_EXERCISE OBJECTIVE_
Below are some records; quote exactly the lines from the one that contains "pub mod token;" through the one that contains "impl TokenStore for", inclusive, and no others.
::::
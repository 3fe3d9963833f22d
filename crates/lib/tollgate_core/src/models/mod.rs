//! Domain models shared across the crate.

pub mod token;
//! PostgreSQL token store on top of the cluster router.

use std::future::Future;
use std::sync::Arc;
use std::time::Duration;

use async_trait::async_trait;
use chrono::{DateTime, Utc};
use uuid::Uuid;

use super::{StoreError, TokenStore};
use crate::cluster::ClusterRouter;
use crate::cluster::pg::PgNode;
use crate::models::token::TokenRecord;

/// Default per-query deadline.
pub const DEFAULT_QUERY_TIMEOUT: Duration = Duration::from_secs(5);

/// Token store backed by a PostgreSQL cluster.
///
/// Reads go to a standby-preferred node, writes to the primary. A read that
/// lands on a lagging standby sees the previous hash until replication
/// catches up. In that window the newest refresh token is rejected, and the
/// token it replaced still verifies and can be rotated a second time.
pub struct PgTokenStore {
    router: Arc<ClusterRouter<PgNode>>,
    query_timeout: Duration,
}

impl PgTokenStore {
    pub fn new(router: Arc<ClusterRouter<PgNode>>) -> Self {
        Self {
            router,
            query_timeout: DEFAULT_QUERY_TIMEOUT,
        }
    }

    /// Override the per-query deadline.
    pub fn with_query_timeout(mut self, timeout: Duration) -> Self {
        self.query_timeout = timeout;
        self
    }
}

#[async_trait]
impl TokenStore for PgTokenStore {
    async fn get_by_user_id(&self, user_id: Uuid) -> Result<TokenRecord, StoreError> {
        let node = self.router.standby_preferred()?;

        let row = with_deadline(
            "get token by user_id",
            self.query_timeout,
            sqlx::query_as::<_, (i32, Uuid, String, DateTime<Utc>, DateTime<Utc>)>(
                "SELECT id, user_id, hash, created_at, updated_at FROM token WHERE user_id = $1",
            )
            .bind(user_id)
            .fetch_optional(node.pool()),
        )
        .await?;

        row.map(|(id, user_id, hash, created_at, updated_at)| TokenRecord {
            id,
            user_id,
            hash,
            created_at,
            updated_at,
        })
        .ok_or_else(|| StoreError::NotFound(format!("token for user {user_id}")))
    }

    async fn upsert_token(&self, user_id: Uuid, hash: &str) -> Result<i32, StoreError> {
        let node = self.router.primary()?;

        with_deadline(
            "upsert token",
            self.query_timeout,
            sqlx::query_scalar::<_, i32>(
                "INSERT INTO token (user_id, hash) VALUES ($1, $2) \
                 ON CONFLICT (user_id) DO UPDATE \
                 SET hash = EXCLUDED.hash, updated_at = now() \
                 RETURNING id",
            )
            .bind(user_id)
            .bind(hash)
            .fetch_one(node.pool()),
        )
        .await
    }
}

/// Run a query under a deadline. On expiry the query future is dropped,
/// which hands its connection back to the pool.
async fn with_deadline<T>(
    op: &'static str,
    after: Duration,
    query: impl Future<Output = Result<T, sqlx::Error>>,
) -> Result<T, StoreError> {
    match tokio::time::timeout(after, query).await {
        Ok(result) => result.map_err(|source| StoreError::Query { op, source }),
        Err(_) => Err(StoreError::Timeout { op, after }),
    }
}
::::
_WRITTEN ANSWER_
pub mod token;
//! PostgreSQL token store on top of the cluster router.

use std::future::Future;
use std::sync::Arc;
use std::time::Duration;

use async_trait::async_trait;
use chrono::{DateTime, Utc};
use uuid::Uuid;

use super::{StoreError, TokenStore};
use crate::cluster::ClusterRouter;
use crate::cluster::pg::PgNode;
use crate::models::token::TokenRecord;

/// Default per-query deadline.
pub const DEFAULT_QUERY_TIMEOUT: Duration = Duration::from_secs(5);

/// Token store backed by a PostgreSQL cluster.
///
/// Reads go to a standby-preferred node, writes to the primary. A read that
/// lands on a lagging standby sees the previous hash until replication
/// catches up. In that window the newest refresh token is rejected, and the
/// token it replaced still verifies and can be rotated a second time.
pub struct PgTokenStore {
    router: Arc<ClusterRouter<PgNode>>,
    query_timeout: Duration,
}

impl PgTokenStore {
    pub fn new(router: Arc<ClusterRouter<PgNode>>) -> Self {
        Self {
            router,
            query_timeout: DEFAULT_QUERY_TIMEOUT,
        }
    }

    /// Override the per-query deadline.
    pub fn with_query_timeout(mut self, timeout: Duration) -> Self {
        self.query_timeout = timeout;
        self
    }
}

#[async_trait]
impl TokenStore for PgTokenStore {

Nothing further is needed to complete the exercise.